Orleans-Lindsay recalled the training involved not only learning about techniques of Theatre of the Oppressed, but also a process of deep introspection, self-reflection and empathy building.

“The training over the summer was intense,” Orleans-Lindsay said. “It was really looking at ourselves first. How we identify, the labels we put on ourselves, the labels we feel the world puts on us, the labels that we put on other people. The next step was: based off how we identify, what challenges do we encounter day to day?”

She was pleased to see the level of engagement from new students and their families at the orientation sessions and felt that the liberation artists and the new students mutually learned from one another.

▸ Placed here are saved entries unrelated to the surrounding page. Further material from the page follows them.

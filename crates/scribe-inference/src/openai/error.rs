//! Classifying failed chat completion calls.
//!
//! The composer only needs to know whether a failure is a setup problem the
//! user has to fix (credentials, model name, an endpoint without JSON mode)
//! or a transient one. Setup problems become [`Error::Config`], the rest
//! [`Error::Inference`].

use scribe_core::Error;

use super::types::OpenAIError;

/// Why a chat completion call was refused.
#[derive(Debug, Clone, Copy, PartialEq, Eq)]
pub enum CompletionFailure {
    /// Missing or rejected API key.
    Credentials,
    /// `OPENAI_GEN_MODEL` names a model the endpoint does not serve.
    UnknownModel,
    /// The endpoint rejected `response_format` (structured prompts, web results).
    JsonModeUnsupported,
    /// Note and document context exceed the model context window.
    PromptTooLong,
    /// Rate limit or exhausted quota.
    Throttled,
    /// 5xx or a gateway in front of the model.
    Unavailable,
    /// Anything else the endpoint refused.
    Rejected,
}

impl CompletionFailure {
    /// Classify from the HTTP status and the error body, when one was sent.
    pub fn classify(status: u16, error: Option<&OpenAIError>) -> Self {
        let mentions = |needle: &str| {
            error.is_some_and(|e| {
                e.message.contains(needle)
                    || e.code.as_deref().is_some_and(|c| c.contains(needle))
                    || e.error_type.as_deref().is_some_and(|t| t.contains(needle))
            })
        };

        match status {
            401 | 403 if !mentions("insufficient_quota") => Self::Credentials,
            429 | 402 | 403 => Self::Throttled,
            404 => Self::UnknownModel,
            _ if mentions("model_not_found") => Self::UnknownModel,
            _ if mentions("insufficient_quota") => Self::Throttled,
            400 | 422 if mentions("response_format") => Self::JsonModeUnsupported,
            400 if mentions("context_length") || mentions("maximum context") => {
                Self::PromptTooLong
            }
            500..=599 => Self::Unavailable,
            _ => Self::Rejected,
        }
    }

    /// Whether the user has to change configuration to recover.
    pub fn is_setup_problem(&self) -> bool {
        matches!(
            self,
            Self::Credentials | Self::UnknownModel | Self::JsonModeUnsupported
        )
    }

    /// Build the error surfaced by the backend.
    pub fn into_error(self, status: u16, message: &str) -> Error {
        let detail = match self {
            Self::Credentials => format!("Authentication failed ({}): {}", status, message),
            Self::UnknownModel => format!("Model not found ({}): {}", status, message),
            Self::JsonModeUnsupported => format!(
                "Endpoint does not support JSON responses; set SCRIBE_PROMPT_STYLE=free_text ({}): {}",
                status, message
            ),
            Self::PromptTooLong => format!("Note and context too long ({}): {}", status, message),
            Self::Throttled => format!("Rate limited ({}): {}", status, message),
            Self::Unavailable => format!("Model service unavailable ({}): {}", status, message),
            Self::Rejected => format!("Completion rejected ({}): {}", status, message),
        };

        if self.is_setup_problem() {
            Error::Config(detail)
        } else {
            Error::Inference(detail)
        }
    }
}
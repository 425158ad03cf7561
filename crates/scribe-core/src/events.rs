//! Composer event types, envelope schema, and event bus.
//!
//! The controller publishes every note mutation and AI-call transition to a
//! single broadcast channel. Observers (a UI binding, the CLI, telemetry)
//! subscribe independently; the note snapshots themselves are observed
//! through the store's watch channel, these events say *what* changed.

use chrono::{DateTime, Utc};
use serde::Serialize;
use tokio::sync::broadcast;
use uuid::Uuid;

use crate::models::NoteId;

// ============================================================================
// Event Envelope
// ============================================================================

/// Versioned envelope around a [`ComposerEvent`].
///
/// `event_type` uses dot-namespaced names (e.g. `"note.added"`,
/// `"analysis.completed"`).
#[derive(Debug, Clone, Serialize)]
pub struct EventEnvelope {
    /// Unique event identifier (UUIDv7 for temporal ordering).
    pub event_id: Uuid,
    /// Namespaced event type.
    pub event_type: String,
    /// When the event occurred (UTC).
    pub occurred_at: DateTime<Utc>,
    /// Note this event relates to, if any.
    #[serde(skip_serializing_if = "Option::is_none")]
    pub note_id: Option<NoteId>,
    /// Payload schema version.
    pub payload_version: u32,
    /// Domain-specific event data.
    pub payload: ComposerEvent,
}

impl EventEnvelope {
    pub fn new(event: ComposerEvent) -> Self {
        Self {
            event_id: Uuid::now_v7(),
            event_type: event.namespaced_event_type().to_string(),
            occurred_at: Utc::now(),
            note_id: event.note_id().cloned(),
            payload_version: 1,
            payload: event,
        }
    }
}

// ============================================================================
// Composer Event (domain payloads)
// ============================================================================

/// Events emitted by the composer controller.
///
/// Serialized as JSON with a `type` tag field, e.g.
/// `{"type":"AnalysisCompleted","note_id":"note-…","success":true,"bullet_count":2}`.
#[derive(Debug, Clone, PartialEq, Serialize)]
#[serde(tag = "type")]
pub enum ComposerEvent {
    /// A note was appended to the collection.
    NoteAdded { note_id: NoteId },
    /// Content, draft, editing state or a result field changed.
    NoteUpdated { note_id: NoteId },
    /// A note was removed.
    NoteDeleted { note_id: NoteId },
    /// A brainstorm call was issued for a note.
    AnalysisStarted { note_id: NoteId },
    /// A brainstorm call settled (or was short-circuited).
    AnalysisCompleted {
        note_id: NoteId,
        success: bool,
        bullet_count: usize,
    },
    /// A web search call was issued for a note.
    SearchStarted { note_id: NoteId },
    /// A web search call settled (or was short-circuited).
    SearchCompleted {
        note_id: NoteId,
        success: bool,
        result_count: usize,
    },
    /// The document goal was changed.
    GoalUpdated { goal: String },
}

impl ComposerEvent {
    /// Dot-namespaced event type used in the envelope.
    pub fn namespaced_event_type(&self) -> &'static str {
        match self {
            ComposerEvent::NoteAdded { .. } => "note.added",
            ComposerEvent::NoteUpdated { .. } => "note.updated",
            ComposerEvent::NoteDeleted { .. } => "note.deleted",
            ComposerEvent::AnalysisStarted { .. } => "analysis.started",
            ComposerEvent::AnalysisCompleted { .. } => "analysis.completed",
            ComposerEvent::SearchStarted { .. } => "search.started",
            ComposerEvent::SearchCompleted { .. } => "search.completed",
            ComposerEvent::GoalUpdated { .. } => "document.goal_updated",
        }
    }

    /// Note the event concerns, if any.
    pub fn note_id(&self) -> Option<&NoteId> {
        match self {
            ComposerEvent::NoteAdded { note_id }
            | ComposerEvent::NoteUpdated { note_id }
            | ComposerEvent::NoteDeleted { note_id }
            | ComposerEvent::AnalysisStarted { note_id }
            | ComposerEvent::AnalysisCompleted { note_id, .. }
            | ComposerEvent::SearchStarted { note_id }
            | ComposerEvent::SearchCompleted { note_id, .. } => Some(note_id),
            ComposerEvent::GoalUpdated { .. } => None,
        }
    }
}

// ============================================================================
// Event Bus
// ============================================================================

/// Broadcast bus for composer events.
#[derive(Debug, Clone)]
pub struct EventBus {
    tx: broadcast::Sender<EventEnvelope>,
}

impl EventBus {
    /// Create a new event bus with the given buffer capacity.
    pub fn new(capacity: usize) -> Self {
        let (tx, _) = broadcast::channel(capacity);
        Self { tx }
    }

    /// Emit an event to all subscribers.
    ///
    /// If there are no active subscribers, the event is silently dropped.
    pub fn emit(&self, event: ComposerEvent) {
        let envelope = EventEnvelope::new(event);
        let subscriber_count = self.tx.receiver_count();
        tracing::debug!(
            event_type = %envelope.event_type,
            event_id = %envelope.event_id,
            subscriber_count,
            "EventBus emit"
        );
        let _ = self.tx.send(envelope);
    }

    /// Subscribe to receive enveloped events. Each subscriber gets its own independent stream.
    pub fn subscribe(&self) -> broadcast::Receiver<EventEnvelope> {
        self.tx.subscribe()
    }

    /// Returns the number of active subscribers.
    pub fn subscriber_count(&self) -> usize {
        self.tx.receiver_count()
    }
}

impl Default for EventBus {
    fn default() -> Self {
        Self::new(crate::defaults::EVENT_BUS_CAPACITY)
    }
}

// ============================================================================
// Tests
// ============================================================================
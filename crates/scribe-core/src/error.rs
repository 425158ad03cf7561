//! Error types for scribe.

use thiserror::Error;

use crate::models::NoteId;

/// Result type alias using scribe's Error type.
pub type Result<T> = std::result::Result<T, Error>;

/// Core error type for scribe operations.
#[derive(Error, Debug)]
pub enum Error {
    /// Resource not found
    #[error("Not found: {0}")]
    NotFound(String),

    /// Note not found
    #[error("Note not found: {0}")]
    NoteNotFound(NoteId),

    /// Inference/generation failed
    #[error("Inference error: {0}")]
    Inference(String),

    /// Serialization/deserialization error
    #[error("Serialization error: {0}")]
    Serialization(String),

    /// Configuration error
    #[error("Configuration error: {0}")]
    Config(String),

    /// Invalid input
    #[error("Invalid input: {0}")]
    InvalidInput(String),

    /// HTTP/network request failed
    #[error("Request error: {0}")]
    Request(String),

    /// Key-value persistence failed
    #[error("Persistence error: {0}")]
    Persistence(String),

    /// Internal error
    #[error("Internal error: {0}")]
    Internal(String),

    /// File I/O operation failed
    #[error("I/O error: {0}")]
    Io(#[from] std::io::Error),
}

impl From<serde_json::Error> for Error {
    fn from(e: serde_json::Error) -> Self {
        Error::Serialization(e.to_string())
    }
}

impl From<reqwest::Error> for Error {
    fn from(e: reqwest::Error) -> Self {
        Error::Request(e.to_string())
    }
}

“Being able to just see a reflection of our stories—a lot of these are our personal stories,” she said. “If you can see something you can identify with, you’re immediately going to be more present.”

The Liberation Arts Company’s engagement with the community in Los Angeles and beyond is only growing. Outside of work with the USC Office of Orientation Programs and USC Athletics, they have been engaged for performances with the USC Suzanne Dworak-Peck School of Social Work, USC Dornsife College of Letters, Arts and Sciences, and LA General Medical Center. This Fall, they are also partnering with the Los Angeles County Office of Education and the Human Relations Commission for LA vs. Hate, a community-centered system that supports residents in Los Angeles targeted by hate crimes and acts of hate. The Liberation Arts Company will make appearances at Los Angeles schools, using their brand of liberation arts to help students cope with microaggressions, macroaggressions, Intergroup conflict and support anti-hate and anti-bullying initiatives. 

Lisa Starr (BFA Acting ‘83), Director of the Office of Orientation Programs at USC, says that the Liberation Arts Company’s involvement in orientations will continue to evolve moving forward.

“What I love about this is incorporating and using teamwork across the campus: utilizing departments for onboarding students and understanding that any major can participate,” Starr said. “It helps students understand how theatre plays a role in a variety of areas.”

Using theatre as a tool for empathy has been a growing mission for Blair, Dashiell-Sparks and the rest of the Liberation Artists.

“It unapologetically centers art and theatre and storytelling and the experiential,” Professor Dashiell-Sparks said. “We are all collectively embodying and experiencing through these tools and techniques, and the participants are invited to explore and discover.”

Professor Blair agrees. He sees the work the Liberation Arts Company is doing as an essential tool to promote both healing and justice in a world full of conflict.

“There’s nothing more important in terms of dialogue in our culture and our world than employing interactive arts—popular art—to engage people who have vastly different opinions about things,” Professor Blair said. “We live in a fractured society. But art makes revolution irresistible. Art can bring people together.”